### Task inputs
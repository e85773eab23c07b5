//! Browser entry point.
//!
//! `start` builds the one [`App`] for the page, installs the decorative
//! effects and loads the shared header/footer. The exported functions reach
//! the same `App` through a thread-local handle set once at startup.

mod console;
mod cosmetic;
mod dom;
mod features;
mod header;
mod page;
mod search;
mod storage;

use std::cell::RefCell;
use std::rc::Rc;
use std::time::Duration;

use url::Url;
use wasm_bindgen::prelude::*;

use rsx_client::{ComponentLoader, FetchConfig, HttpFragmentSource, LoadReport, RegionHooks};
use rsx_core::{Region, SiteConfig};

use crate::controller::PageController;
use crate::toast::ToastKind;

use self::dom::{Listener, Observer};
use self::page::DomPage;
use self::storage::BrowserStore;

thread_local! {
    static APP: RefCell<Option<Rc<App>>> = const { RefCell::new(None) };
}

fn app() -> Option<Rc<App>> {
    APP.with(|slot| slot.borrow().clone())
}

/// Everything the page owns, plus the DOM handles that keep its listeners alive.
pub(crate) struct App {
    controller: PageController,
    loader: ComponentLoader<HttpFragmentSource, BrowserStore>,
    page: DomPage,
    features: RefCell<Option<features::FeatureDom>>,
    header: RefCell<Vec<Listener>>,
    footer: RefCell<Option<Observer>>,
    search: RefCell<Vec<Listener>>,
    cosmetics: RefCell<Vec<Listener>>,
}

impl App {
    fn new(config: SiteConfig) -> Result<Self, JsValue> {
        let window = dom::window()?;
        let location = window.location();
        let path = location.pathname()?;
        let page_url = Url::parse(&location.href()?).map_err(|e| JsValue::from_str(&e.to_string()))?;

        let source = HttpFragmentSource::new(page_url, &FetchConfig::default())
            .map_err(|e| JsValue::from_str(&e.to_string()))?;
        let loader = ComponentLoader::new(&config, &path, source, BrowserStore::open());

        Ok(Self {
            controller: PageController::new(config),
            loader,
            page: DomPage::new(dom::document()?),
            features: RefCell::new(None),
            header: RefCell::new(Vec::new()),
            footer: RefCell::new(None),
            search: RefCell::new(Vec::new()),
            cosmetics: RefCell::new(Vec::new()),
        })
    }

    async fn load(self: &Rc<Self>, reload: bool) -> LoadReport {
        let hooks = BrowserHooks { app: self };
        let report = if reload {
            self.loader.force_reload(&self.page, &hooks).await
        } else {
            self.loader.load_all(&self.page, &hooks).await
        };
        tracing::info!(header = ?report.header, footer = ?report.footer, "components ready");
        report
    }
}

/// Region hooks that update the controller and then rebind the DOM.
struct BrowserHooks<'a> {
    app: &'a Rc<App>,
}

impl RegionHooks for BrowserHooks<'_> {
    fn after_inject(&self, region: Region) {
        self.app.controller.after_inject(region);
        match region {
            Region::Header => match header::bind_menu(self.app) {
                Ok(listeners) => *self.app.header.borrow_mut() = listeners,
                Err(e) => tracing::warn!(error = ?e, "mobile menu not bound"),
            },
            Region::Footer => match header::bind_footer(self.app) {
                Ok(observer) => *self.app.footer.borrow_mut() = observer,
                Err(e) => tracing::warn!(error = ?e, "footer reveal not bound"),
            },
        }
    }

    fn components_ready(&self) {
        if self.app.controller.ensure_features() {
            match features::install(self.app) {
                Ok(feature_dom) => *self.app.features.borrow_mut() = Some(feature_dom),
                Err(e) => tracing::warn!(error = ?e, "enhanced features not bound"),
            }
        }
        if let Err(e) = search::wire(self.app) {
            tracing::warn!(error = ?e, "search not wired");
        }
    }
}

#[wasm_bindgen(start)]
pub async fn start() -> Result<(), JsValue> {
    console_error_panic_hook::set_once();
    console::init();

    let app = Rc::new(App::new(SiteConfig::default())?);
    APP.with(|slot| *slot.borrow_mut() = Some(Rc::clone(&app)));

    match cosmetic::install() {
        Ok(listeners) => *app.cosmetics.borrow_mut() = listeners,
        Err(e) => tracing::warn!(error = ?e, "decorations not installed"),
    }

    app.load(false).await;
    Ok(())
}

/// Remove cached fragments and the version tag from local storage.
#[wasm_bindgen(js_name = clearComponentsCache)]
pub async fn clear_components_cache() -> Result<(), JsValue> {
    if let Some(app) = app() {
        app.loader.clear_cache().await;
    }
    Ok(())
}

/// Clear the cache and load header and footer again from the network.
#[wasm_bindgen(js_name = reloadComponents)]
pub async fn reload_components() -> Result<(), JsValue> {
    if let Some(app) = app() {
        app.load(true).await;
    }
    Ok(())
}

#[wasm_bindgen(js_name = showToast)]
pub fn show_toast(message: &str, kind: Option<String>, duration_ms: Option<u32>) -> Result<(), JsValue> {
    let Some(app) = app() else {
        return Ok(());
    };
    let kind = ToastKind::from_name(kind.as_deref());
    let duration = duration_ms.map(|ms| Duration::from_millis(u64::from(ms)));
    features::show_toast(&app, message, kind, duration)
}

### Your goal
Transcribe only the trailing portion of the entries above: the line that contains "Option<String>, duration_ms: Option<u32>)" and each line after it.

### Solved problem
pub fn show_toast(message: &str, kind: Option<String>, duration_ms: Option<u32>) -> Result<(), JsValue> {
    let Some(app) = app() else {
        return Ok(());
    };
    let kind = ToastKind::from_name(kind.as_deref());
    let duration = duration_ms.map(|ms| Duration::from_millis(u64::from(ms)));
    features::show_toast(&app, message, kind, duration)
}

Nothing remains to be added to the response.